O Canada!

Richard Denison, Ph.D., is a Senior Scientist.

Some time back, I promised a look at whether Canada’s Chemical Management Plan provides a model for TSCA reform.  This post will provide that look.  Bottom line:  While our neighbor to the north has undertaken and accomplished a great deal over the past decade, it has done so with one hand tied behind its back. 

Canada’s activism on chemical safety issues is remarkable, given that Canada has only about 2% of the global chemicals market, and that a large fraction of the chemicals used there is imported.  Population-wise, it’s also much smaller than the US.  Yet Canada was the first country in the world to tackle the huge legacy of un- and under-assessed chemicals that were – as with TSCA in the US – grandfathered into its regulatory system decades ago.

What did Canada do?

In the 1990’s, concern was mounting among the Canadian public in response to increasing evidence of widespread exposure to hazardous chemicals, especially those that are persistent or bioaccumulative, as well as toxic (PBT) chemicals, which were accumulating in wildlife and people even in remote regions of the Arctic.  That concern culminated in amendments to the Canadian Environmental Protection Act (CEPA), adopted by Parliament in 1999.

CEPA 1999 mandated a novel approach to identifying and initiating government action on chemicals of concern.  It called for two government agencies – Health Canada and Environment Canada – to review all 23,000 previously unassessed chemicals listed on its Domestic Substances List (DSL), Canada’s counterpart to the US TSCA Inventory.

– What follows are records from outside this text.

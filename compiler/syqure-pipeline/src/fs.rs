//! Filesystem utilities for locating the toolchain installation, deriving
//! output paths and cleaning up after earlier runs.
use std::{
    env, fs,
    path::{Path, PathBuf},
};

use walkdir::WalkDir;

/// Environment variable naming the toolchain installation.
pub const CODON_PATH_VAR: &str = "CODON_PATH";

/// Environment variable naming the directory plugins are looked up in.
pub const CODON_PLUGIN_PATH_VAR: &str = "CODON_PLUGIN_PATH";

/// Where the installation is expected when nothing else is configured,
/// relative to the working directory.
const FALLBACK_INSTALL: &str = "codon/install";

/// Source extensions that are stripped to derive the executable name.
const SOURCE_EXTENSIONS: &[&str] = &["codon", "py", "seq"];

/// Prefix of the socket files that the MPC runtime leaves behind.
const SOCKET_PREFIX: &str = "sock.";

/// The manifest that marks a directory as a plugin.
const PLUGIN_MANIFEST: &str = "plugin.toml";

/// Find the toolchain installation:
///
/// - `CODON_PATH`, when it is set,
///
/// - a `lib/codon` directory next to the running executable, which is where
///   packaged distributions put it,
///
/// - otherwise `codon/install` in the working directory.
pub fn default_codon_path() -> PathBuf {
    if let Some(path) = env::var_os(CODON_PATH_VAR) {
        return PathBuf::from(path);
    }

    if let Some(bundled) = env::current_exe()
        .ok()
        .and_then(|exe| exe.parent().map(|dir| dir.join("lib/codon")))
        .filter(|dir| dir.exists())
    {
        return bundled;
    }

    PathBuf::from(FALLBACK_INSTALL)
}

/// The layout of a toolchain installation.
#[derive(Debug, Clone, PartialEq, Eq)]
pub struct CodonInstall {
    /// The directory the installation was resolved from.
    pub root: PathBuf,

    /// The compiler binary, `<root>/bin/codon`.
    pub binary: PathBuf,

    /// The standard library directory.
    pub stdlib: PathBuf,

    /// The directory plugins are installed into.
    pub plugins: PathBuf,
}

impl CodonInstall {
    /// Resolve the layout of the installation at `root`. A full installation
    /// keeps its libraries under `lib/codon`, a packaged one has them at the
    /// root directly.
    pub fn resolve(root: impl Into<PathBuf>) -> Self {
        let root = root.into();

        let nested = root.join("lib").join("codon");
        let libraries = if nested.is_dir() { nested } else { root.clone() };

        Self {
            binary: root.join("bin").join("codon"),
            stdlib: libraries.join("stdlib"),
            plugins: libraries.join("plugins"),
            root,
        }
    }

    /// The directory the toolchain should load plugins from. An explicitly
    /// configured `CODON_PLUGIN_PATH` wins over the installation.
    pub fn plugin_search_path(&self) -> PathBuf {
        env::var_os(CODON_PLUGIN_PATH_VAR).map(PathBuf::from).unwrap_or_else(|| self.plugins.clone())
    }

    /// Resolve `plugin` to an installed plugin directory if the installation
    /// has one with that name, otherwise leave it to the toolchain to find.
    pub fn resolve_plugin(&self, plugin: &str) -> String {
        resolve_plugin_path(&self.plugins, plugin)
    }
}

/// Resolve a plugin name against a plugin directory. A candidate only counts
/// when it carries a plugin manifest.
pub fn resolve_plugin_path(plugins: &Path, plugin: &str) -> String {
    let candidate = plugins.join(plugin);

    if candidate.join(PLUGIN_MANIFEST).exists() {
        candidate.to_string_lossy().into_owned()
    } else {
        plugin.to_string()
    }
}

/// The executable path for `source`: the source path itself with a known
/// source extension removed.
pub fn default_output_path(source: &Path) -> PathBuf {
    let mut path = source.to_path_buf();

    let is_source = path
        .extension()
        .and_then(|ext| ext.to_str())
        .is_some_and(|ext| SOURCE_EXTENSIONS.contains(&ext));

    if is_source {
        path.set_extension("");
    }

    path
}

/// Remove stale `sock.*` files anywhere below `dir`, returning how many were
/// removed. Entries that can't be read or removed are skipped, including
/// `dir` itself.
pub fn clean_sockets(dir: &Path) -> usize {
    let mut removed = 0;

    let sockets = WalkDir::new(dir)
        .into_iter()
        .filter_map(Result::ok)
        .filter(|entry| entry.file_type().is_file())
        .filter(|entry| entry.file_name().to_string_lossy().starts_with(SOCKET_PREFIX));

    for entry in sockets {
        match fs::remove_file(entry.path()) {
            Ok(()) => removed += 1,
            Err(error) => log::debug!("couldn't remove `{}`: {error}", entry.path().display()),
        }
    }

    removed
}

Relying on existing information, government was to “categorize” all of these chemicals, by developing and applying specific criteria to identify those that:

  • may present, to individuals in Canada, the greatest potential for exposure; or
  • are persistent or bioaccumulative and inherently toxic to human beings or to nonhuman organisms.

CEPA 1999 also mandated that this large task be done within seven years of enactment.  Given that legislative mandate and a strict deadline, it not only got done – it got done on time.

This effort remains the most ambitious initiative undertaken to date by any region of the world to examine large numbers of existing chemicals to identify those requiring further data development, assessment and management.

What was the outcome?

Going into the DSL Categorization, most observers expected at most a few hundred chemicals would be “categorized in,” i.e., meet one or more of the hazard or exposure criteria noted above.  Instead, more than 4,000 chemicals were found to have one or more of the characteristics of concern.  That, in my view, puts to rest any notion that only a small number of chemicals possess properties of potential concern.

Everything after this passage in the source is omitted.